Summary
In Weber, this Court concluded that a triable issue existed where the defendant arranged and stacked products in a way that those products could foreseeably become dislodged and unstable, and that this hazard might not have been observable by reasonable inspection.
Summary of this case from Hernandez-Butler v. Ikea U.S. E., LLCOpinion
Case No. 3:13-cv-229
10-03-2014
DECISION AND ENTRY SUSTAINING IN PART AND OVERRULING IN PART DEFENDANT MENARD, INC.'S MOTION FOR SUMMARY JUDGMENT (DOC. #18)
Plaintiff Mark K. Weber, II ("Weber"), filed this negligence action against Menard, Inc. ("Menards"), after being injured by falling merchandise while shopping at a Menards store. This matter is currently before the Court on Defendant Menard, Inc.'s Motion for Summary Judgment. Doc. #18.
Weber has voluntarily dismissed subrogation claims against MedCost Benefit Services, LLC, and Union Corrugated.
I. Background and Procedural History
On September 22, 2012, Mark Weber went with his son to a Menards store in Sidney, Ohio, to check prices on parts he needed to hook up a pellet stove. Doc. #14, PageID#88. According to Weber, the stovepipe area of the store was "very disorganized." Unpackaged stovepipe parts of various sizes and shapes were loosely stacked on top of each other in wire bins on the shelves. Some of the parts were stacked higher than the guard walls of the wire bins. Id. at PageID##98-99.

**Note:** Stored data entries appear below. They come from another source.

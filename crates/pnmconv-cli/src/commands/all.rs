//! All command
//!
//! Runs blur, laplace and sharpen concurrently, one single-threaded task per
//! kernel, and writes three images.

use crate::AllArgs;
#[allow(unused_imports)]
use tracing::{debug, info, trace};
use anyhow::Result;
use pnmconv_ops::{FilterKind, KernelTasks, ParallelScheduler};

pub fn run(args: AllArgs, verbose: bool) -> Result<()> {
    trace!(input = %args.input.display(), "all::run");

    let image = super::load_image(&args.input)?;
    let tasks = KernelTasks;

    info!(tasks = FilterKind::ALL.len(), w = image.width(), h = image.height(), "Applying all filters");

    if verbose {
        println!(
            "Applying blur, laplace and sharpen to {} ({}x{} {})",
            args.input.display(),
            image.width(),
            image.height(),
            image.format()
        );
    }

    let outputs = super::run_timed(&tasks, &image, &FilterKind::ALL)?;

    let mut namer = super::OutputNamer::new(&args.output, &args.input, image.format())?;
    if verbose {
        println!("Writing to {}", namer.dir().display());
    }
    super::save_outputs(&mut namer, &outputs, tasks.name())?;

    Ok(())
}
use std::fmt;

use color_eyre::{Result, eyre::WrapErr as _};
use engine::Config;
use iced::{
    Element, Event, Font, Length, Subscription, Task, event,
    font::{self},
    padding,
    widget::{container, scrollable, text},
    window,
};

use crate::{
    message::{Message, ui_messages::Portrait as PortraitMessage},
    state::{ErrorModal, State},
};

pub mod cli;
pub mod context;
pub mod message;
pub mod state;

pub use context::Context;

pub const APP_NAME: &str = "Little Portrait AI";

pub struct Gui {
    state: Box<dyn State>,
    ctx: Context,
}

impl Gui {
    pub fn new(config: Config) -> Self {
        Gui {
            state: Box::new(state::Portrait),
            ctx: Context::from_config(config),
        }
    }

    pub fn update(&mut self, message: Message) -> Task<Message> {
        match self.try_update(message) {
            Ok(task) => task,
            Err(e) => {
                log::error!("{e:?}");
                self.state = Box::new(ErrorModal::new(
                    self.state.clone(),
                    "Error",
                    &format!("{e:?}"),
                ));
                Task::none()
            }
        }
    }

    fn try_update(&mut self, message: Message) -> Result<Task<Message>> {
        match message {
            Message::Ui(ui_message) => {
                let cmd = self.state.update(ui_message, &mut self.ctx)?;
                if let Some(new_state) = cmd.transition {
                    self.state = new_state;
                }
                Ok(cmd.task.unwrap_or(Task::none()))
            }
            Message::Context(context_message) => self.ctx.update(context_message),
        }
    }

    pub fn view(&self) -> Element<'_, Message> {
        self.state.view(&self.ctx).map(|m| m.into())
    }

    /// Files dragged over the window feed the drop zone
    pub fn subscription(&self) -> Subscription<Message> {
        event::listen_with(file_drag_event)
    }
}

fn file_drag_event(event: Event, _status: event::Status, _id: window::Id) -> Option<Message> {
    match event {
        Event::Window(window::Event::FileHovered(_)) => Some(PortraitMessage::DragEntered.into()),
        Event::Window(window::Event::FilesHoveredLeft) => Some(PortraitMessage::DragLeft.into()),
        Event::Window(window::Event::FileDropped(path)) => {
            Some(PortraitMessage::FileDropped(path).into())
        }
        _ => None,
    }
}

/// An error that can travel inside a message
#[derive(Debug, Clone)]
pub struct StringError(pub String);

impl fmt::Display for StringError {
    fn fmt(&self, f: &mut fmt::Formatter<'_>) -> fmt::Result {
        f.write_str(&self.0)
    }
}

impl std::error::Error for StringError {}

impl From<color_eyre::Report> for StringError {
    fn from(e: color_eyre::Report) -> Self {
        Self(format!("{e:?}"))
    }
}

fn italic_text<'a>(t: impl text::IntoFragment<'a>) -> iced::widget::Text<'a> {
    iced::widget::text(t).font(italic_default_font())
}

fn italic_default_font() -> Font {
    Font {
        style: font::Style::Italic,
        ..Font::DEFAULT
    }
}

fn bold_text<'a>(t: impl text::IntoFragment<'a>) -> iced::widget::Text<'a> {
    iced::widget::text(t).font(bold_default_font())
}

fn bold_default_font() -> Font {
    Font {
        weight: font::Weight::Bold,
        ..Font::DEFAULT
    }
}

fn top_level_container<'a, T: Send + 'static>(
    elem: impl Into<Element<'a, T>>,
) -> container::Container<'a, T> {
    container(
        container(scrollable(
            container(elem).padding(padding::all(10).right(20)),
        ))
        .padding(20)
        .max_width(1100),
    )
    .center(Length::Fill)
}

pub trait TryIntoExt<T> {
    fn try_into_ex(self) -> color_eyre::Result<T>;
}

impl<T, Target, E> TryIntoExt<Target> for T
where
    T: TryInto<Target, Error = E>,
    T: fmt::Debug,
    T: Clone,
    E: std::error::Error + Send + Sync + 'static,
{
    fn try_into_ex(self) -> color_eyre::Result<Target> {
        self.clone()
            .try_into()
            .with_context(|| format!("{self:#?}"))
    }
}

#[cfg(test)]
mod tests {
    use std::path::PathBuf;

    use super::*;
    use crate::message::UiMessage;

    fn portrait_message(event: Event) -> Option<PortraitMessage> {
        match file_drag_event(event, event::Status::Ignored, window::Id::unique())? {
            Message::Ui(UiMessage::Portrait(m)) => Some(m),
            _ => None,
        }
    }

    #[test]
    fn window_file_events_drive_the_drop_zone() {
        let path = PathBuf::from("/tmp/me.png");
        assert!(matches!(
            portrait_message(Event::Window(window::Event::FileHovered(path.clone()))),
            Some(PortraitMessage::DragEntered)
        ));
        assert!(matches!(
            portrait_message(Event::Window(window::Event::FilesHoveredLeft)),
            Some(PortraitMessage::DragLeft)
        ));
        assert!(matches!(
            portrait_message(Event::Window(window::Event::FileDropped(path.clone()))),
            Some(PortraitMessage::FileDropped(p)) if p == path
        ));
        assert!(portrait_message(Event::Window(window::Event::Focused)).is_none());
    }
}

Weber pulled a piece of piping off a lower shelf, looked at it, and replaced it on the same shelf. As he was standing in the aisle talking to his son, a horizontal vent cap fell off the top shelf. Id. at PageID##89-91. As he reached up to block it, the vent cap lacerated his right hand. He needed surgery to repair severed nerves, followed by weeks of physical therapy. Id. at PageID##91-94. Weber, a truck driver, was off work for five or six weeks. Because of continued numbness and limited mobility in his right thumb, he now has to use his left hand to do a lot of things. Id. at PageID##95-96.
Weber filed suit against Menards in state court, alleging one count of negligence. Menards removed the case to federal court on the basis of diversity jurisdiction, and has now moved for summary judgment. Doc. #18.
The Court is convinced that removal was proper. There is complete diversity of citizenship, and the Court finds, by a preponderance of the evidence, that the amount in controversy exceeds $75,000. See 28 U.S.C. § 1332(a), and 28 U.S.C. § 1446(c)(2).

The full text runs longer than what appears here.